(Stored records)
□ □ □ □ □ □ □
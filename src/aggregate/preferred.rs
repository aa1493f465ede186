use std::sync::Arc;

use futures::stream::{self, StreamExt};
use tokio::sync::watch;
use tokio::task::JoinHandle;

use super::cache::QueryCache;
use super::query::{QueryKey, QueryState};
use crate::api::{ApiError, Article, ArticlePage, ArticleQuery, EventRegistryClient};
use crate::preferences::{PreferenceKind, PreferenceItem, Preferences};

/// Articles requested per preference query.
pub const PREFERRED_PAGE_SIZE: u32 = 70;

/// Default bound on in-flight queries during a fan-out.
pub const DEFAULT_MAX_CONCURRENT: usize = 16;

pub type PageState = QueryState<Arc<ArticlePage>>;

/// Whether a fetched article is shown: not flagged duplicate, and has an image.
pub fn is_displayable(article: &Article) -> bool {
    !article.is_duplicate && article.has_image()
}

// ============================================================================
// Query Planning
// ============================================================================

/// One article query derived from a preference item.
#[derive(Debug, Clone, PartialEq, Eq)]
pub struct PlannedQuery {
    pub kind: PreferenceKind,
    pub key: QueryKey,
    pub query: ArticleQuery,
}

impl PlannedQuery {
    fn for_item(kind: PreferenceKind, item: &PreferenceItem, page: u32, page_size: u32) -> Self {
        let mut query = ArticleQuery {
            page,
            count: page_size,
            ..ArticleQuery::default()
        };
        let uri = Some(item.uri.clone());
        match kind {
            PreferenceKind::Category => query.category_uri = uri,
            PreferenceKind::Source => query.source_uri = uri,
            PreferenceKind::Author => query.author_uri = uri,
        }

        Self {
            kind,
            key: QueryKey::new([
                "articles".to_string(),
                kind.as_str().to_string(),
                item.uri.clone(),
                page.to_string(),
            ]),
            query,
        }
    }
}

/// One query per preference item: categories first, then sources, then
/// authors, each in list order.
pub fn plan_queries(prefs: &Preferences, page: u32, page_size: u32) -> Vec<PlannedQuery> {
    let page = page.max(1);
    PreferenceKind::ALL
        .iter()
        .flat_map(|&kind| {
            prefs
                .list(kind)
                .iter()
                .map(move |item| PlannedQuery::for_item(kind, item, page, page_size))
        })
        .collect()
}

// ============================================================================
// Aggregate View
// ============================================================================

/// Merged view over every query of a preference fan-out.
#[derive(Debug, Clone, Default)]
pub struct PreferredArticles {
    /// Displayable articles from every settled query, flattened in query order.
    pub articles: Vec<Article>,
    /// True while any query is still pending.
    pub is_loading: bool,
    /// True if any query failed.
    pub has_error: bool,
    pub errors: Vec<Arc<ApiError>>,
    pub query_count: usize,
}

impl PreferredArticles {
    pub fn from_states(states: &[PageState]) -> Self {
        Self {
            articles: states
                .iter()
                .filter_map(QueryState::data)
                .flat_map(|page| page.results.iter())
                .filter(|article| is_displayable(article))
                .cloned()
                .collect(),
            is_loading: states.iter().any(QueryState::is_loading),
            has_error: states.iter().any(QueryState::is_error),
            errors: states
                .iter()
                .filter_map(QueryState::error)
                .cloned()
                .collect(),
            query_count: states.len(),
        }
    }
}

// ============================================================================
// Aggregator
// ============================================================================

/// Runs article queries for preferences and displayed categories through a
/// shared [`QueryCache`].
///
/// Cloning is cheap; clones share the client and the cache.
#[derive(Debug, Clone)]
pub struct ArticleAggregator {
    pub(crate) client: Arc<EventRegistryClient>,
    pub(crate) cache: Arc<QueryCache<ArticlePage>>,
    page_size: u32,
    pub(crate) max_concurrent: usize,
}

impl ArticleAggregator {
    pub fn new(client: Arc<EventRegistryClient>, cache: Arc<QueryCache<ArticlePage>>) -> Self {
        Self {
            client,
            cache,
            page_size: PREFERRED_PAGE_SIZE,
            max_concurrent: DEFAULT_MAX_CONCURRENT,
        }
    }

    pub fn with_page_size(mut self, page_size: u32) -> Self {
        self.page_size = page_size.max(1);
        self
    }

    pub fn with_max_concurrent(mut self, max_concurrent: usize) -> Self {
        self.max_concurrent = max_concurrent.max(1);
        self
    }

    pub fn page_size(&self) -> u32 {
        self.page_size
    }

    pub(crate) async fn run(&self, key: QueryKey, query: &ArticleQuery) -> PageState {
        let result = self
            .cache
            .get_or_fetch(key.clone(), || self.client.get_articles(query))
            .await;
        if let Err(e) = &result {
            tracing::warn!(key = %key, error = %e, "Article query failed");
        }
        result.into()
    }

    /// Fan out one query per preference item for `page` and wait for all of
    /// them to settle.
    ///
    /// Failed queries do not abort the others: their articles are simply
    /// missing and `has_error` is set.
    pub async fn fetch_preferred(&self, prefs: &Preferences, page: u32) -> PreferredArticles {
        let planned = plan_queries(prefs, page, self.page_size);
        tracing::info!(queries = planned.len(), page = page, "Fetching preferred articles");

        let states: Vec<PageState> = stream::iter(planned)
            .map(|q| async move { self.run(q.key, &q.query).await })
            .buffered(self.max_concurrent)
            .collect()
            .await;

        let view = PreferredArticles::from_states(&states);
        tracing::info!(
            articles = view.articles.len(),
            failed = view.errors.len(),
            "Preferred articles settled"
        );
        view
    }

    /// Start a preference fan-out in the background.
    ///
    /// The returned [`FanOut`] observes per-query progress; dropping it
    /// aborts whatever is still in flight.
    pub fn spawn_preferred(&self, prefs: &Preferences, page: u32) -> FanOut {
        let planned = plan_queries(prefs, page, self.page_size);
        let (tx, rx) = watch::channel(vec![PageState::Loading; planned.len()]);
        let aggregator = self.clone();

        let task = tokio::spawn(async move {
            let max_concurrent = aggregator.max_concurrent;
            let aggregator = &aggregator;
            let mut settled = stream::iter(planned.into_iter().enumerate())
                .map(|(index, q)| async move { (index, aggregator.run(q.key, &q.query).await) })
                .buffer_unordered(max_concurrent);

            while let Some((index, state)) = settled.next().await {
                tx.send_modify(|states| states[index] = state);
            }
        });

        FanOut { rx, task }
    }
}

// ============================================================================
// FanOut Handle
// ============================================================================

/// Live handle on a background preference fan-out.
pub struct FanOut {
    rx: watch::Receiver<Vec<PageState>>,
    task: JoinHandle<()>,
}

impl FanOut {
    pub fn query_count(&self) -> usize {
        self.rx.borrow().len()
    }

    /// Snapshot of the aggregate as of now.
    pub fn view(&self) -> PreferredArticles {
        PreferredArticles::from_states(&self.rx.borrow())
    }

    /// Wait for the next query to settle. Returns `false` once no further
    /// updates can arrive.
    pub async fn changed(&mut self) -> bool {
        self.rx.changed().await.is_ok()
    }

    /// Wait until every query has settled and return the final view.
    pub async fn settled(mut self) -> PreferredArticles {
        loop {
            let view = self.view();
            if !view.is_loading {
                return view;
            }
            if !self.changed().await {
                tracing::warn!("Fan-out ended with queries still pending");
                return self.view();
            }
        }
    }
}

impl Drop for FanOut {
    fn drop(&mut self) {
        self.task.abort();
    }
}

// ============================================================================
// Pagination
// ============================================================================

/// Page counter for the preference feed. Moving to another page keys a
/// fresh fan-out.
#[derive(Debug, Clone, Copy, PartialEq, Eq)]
pub struct Pager {
    page: u32,
}

impl Default for Pager {
    fn default() -> Self {
        Self { page: 1 }
    }
}

impl Pager {
    pub fn new() -> Self {
        Self::default()
    }

    pub fn starting_at(page: u32) -> Self {
        Self { page: page.max(1) }
    }

    pub fn page(&self) -> u32 {
        self.page
    }

    pub fn next(&mut self) -> u32 {
        self.page = self.page.saturating_add(1);
        self.page
    }

    pub fn previous(&mut self) -> u32 {
        self.page = self.page.saturating_sub(1).max(1);
        self.page
    }

    pub fn reset(&mut self) {
        self.page = 1;
    }
}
□ □ □ □ □ □ □
▶ [Exercise]: Filter the entries above and keep only the lines with the word "every".

▶ [Task output]:
/// Merged view over every query of a preference fan-out.
    /// Displayable articles from every settled query, flattened in query order.
    /// Wait until every query has settled and return the final view.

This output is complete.